Die Idee, zusätzlich zu meiner Homepage einen Blog ins Netz zu stellen, geht auf Erfahrungen zurück, die ich in den letzten fünf Jahren machen durfte, mit Verlagen, die an Themen, die ich für wichtig erachtete, bevor sie wussten, was ich machen wollte, nicht interessiert waren, weil das vermutliche Verkaufsinteresse eher gering einzuschätzen war, mit Kollegen und Kolleginnen aus dem didaktischen Bereich, denen der Ruf der „strukturierten PraktikerInnen“ vorauseilte, die jedoch, wenn es „ums Eingemachte“ ging, überraschend insensibel für Gegenwartstrends waren und kompromißlos konservativen Ideologien frönten, Print-Veröffentlichungen für den Englischunterricht, die in ihren Beiträgen oft Informationen vermittelten, deren Aktualität Jahre zurücklag und die nur unter enormen Arbeitsaufwand vonseiten der Lehrenden aktualisiert werden konnten.

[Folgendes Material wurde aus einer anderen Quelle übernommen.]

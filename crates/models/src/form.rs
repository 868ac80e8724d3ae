//! Coercion of loosely-typed form fields into structured values.
//!
//! Multipart/form payloads arrive as strings; coercion happens exactly once
//! here, so the service layer only ever sees typed drafts.

use std::collections::HashMap;

use crate::errors::ModelError;

pub type Fields = HashMap<String, String>;

pub fn required_str(fields: &Fields, name: &str) -> Result<String, ModelError> {
    match fields.get(name).map(|v| v.trim()) {
        Some(v) if !v.is_empty() => Ok(v.to_string()),
        _ => Err(ModelError::required(name)),
    }
}

pub fn optional_str(fields: &Fields, name: &str) -> Option<String> {
    fields
        .get(name)
        .map(|v| v.trim().to_string())
        .filter(|v| !v.is_empty())
}

/// Numeric form fields may arrive as "25" or "25.0"; both coerce to integer.
pub fn parse_u32(name: &str, raw: &str) -> Result<u32, ModelError> {
    let v: f64 = raw
        .trim()
        .parse()
        .map_err(|_| ModelError::Validation(format!("{name} must be a number")))?;
    if !v.is_finite() || !(0.0..=f64::from(u32::MAX)).contains(&v) {
        return Err(ModelError::Validation(format!("{name} is out of range")));
    }
    Ok(v as u32)
}

pub fn parse_i64(name: &str, raw: &str) -> Result<i64, ModelError> {
    let v: f64 = raw
        .trim()
        .parse()
        .map_err(|_| ModelError::Validation(format!("{name} must be a number")))?;
    // i64::MAX is not exactly representable as f64; stay inside the exact range.
    if !v.is_finite() || v.abs() >= 9_007_199_254_740_992.0 {
        return Err(ModelError::Validation(format!("{name} is out of range")));
    }
    Ok(v as i64)
}

/// Only the literal "true" (any case) is true, everything else is false.
pub fn parse_bool(raw: &str) -> bool {
    raw.trim().eq_ignore_ascii_case("true")
}

/// Flatten a JSON object into string fields so JSON and multipart payloads
/// share one coercion path. Non-string scalars keep their literal rendering.
pub fn fields_from_json(value: &serde_json::Value) -> Fields {
    let mut fields = Fields::new();
    if let Some(map) = value.as_object() {
        for (key, val) in map {
            let raw = match val {
                serde_json::Value::String(s) => s.clone(),
                serde_json::Value::Null => continue,
                other => other.to_string(),
            };
            fields.insert(key.clone(), raw);
        }
    }
    fields
}
//! Reference-to-URL resolution with a deterministic fallback chain.
//!
//! Read-only: the only filesystem access is an existence check, so repeated
//! calls with unchanged disk state always return the same URL.

use std::path::PathBuf;

use super::AssetCategory;

#[derive(Clone)]
pub struct UrlResolver {
    root: PathBuf,
    public_base: String,
}

impl UrlResolver {
    pub fn new(root: impl Into<PathBuf>, public_base: impl Into<String>) -> Self {
        Self { root: root.into(), public_base: public_base.into() }
    }

    /// Fallback chain, in order: no reference -> placeholder; absolute
    /// external URL -> passed through; local filename -> local-service URL
    /// only if the file exists, placeholder otherwise. A resolved local URL
    /// is therefore always currently servable.
    pub async fn resolve(&self, reference: Option<&str>, category: AssetCategory) -> String {
        let Some(name) = reference.map(str::trim).filter(|r| !r.is_empty()) else {
            return category.placeholder_url().to_string();
        };
        if name.starts_with("http://") || name.starts_with("https://") {
            return name.to_string();
        }
        // References are flat filenames; anything path-like never resolves.
        if name.contains('/') || name.contains('\\') || name.contains("..") {
            return category.placeholder_url().to_string();
        }
        let local = self.root.join(category.dir_name()).join(name);
        let servable = tokio::fs::metadata(&local).await.map(|m| m.is_file()).unwrap_or(false);
        if servable {
            format!("{}/static/{}/{}", self.public_base, category.dir_name(), name)
        } else {
            category.placeholder_url().to_string()
        }
    }
}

Hinter diesem Projekt steckt kein geschäftliches Interesse. Mit „Geisteswissenschaft“ kann man in einer zunehmend ökonomistisch ausgerichteten Welt „keinen Blumentopf“ gewinnen. Dennoch denke ich, dass es sinnvoll ist, dem ökonomistischen Trend ein stückweit entgegenzuwirken. Geplant ist, mit diesem Blog einen publizistischen Raum bereitzustellen, in dem sich kritische und gegenwartsorientierte InteressentInnen austauschen können. Meine Vorgabe: durch gebündelte Informationen zu Themen wie Society, Culture, Arts Interesse an der aktuellen englischsprachigen Welt zu wecken, so wie sie sich für mich präsentiert,, durch Lesen von englischsprachigen Quellen, jenseits ihrer „Aufbereitung“ durch deutschsprachige Medien.

 Bisher betreibe ich das Blog noch im Alleingang. Aber das mag‘ sich in Zukunft ändern.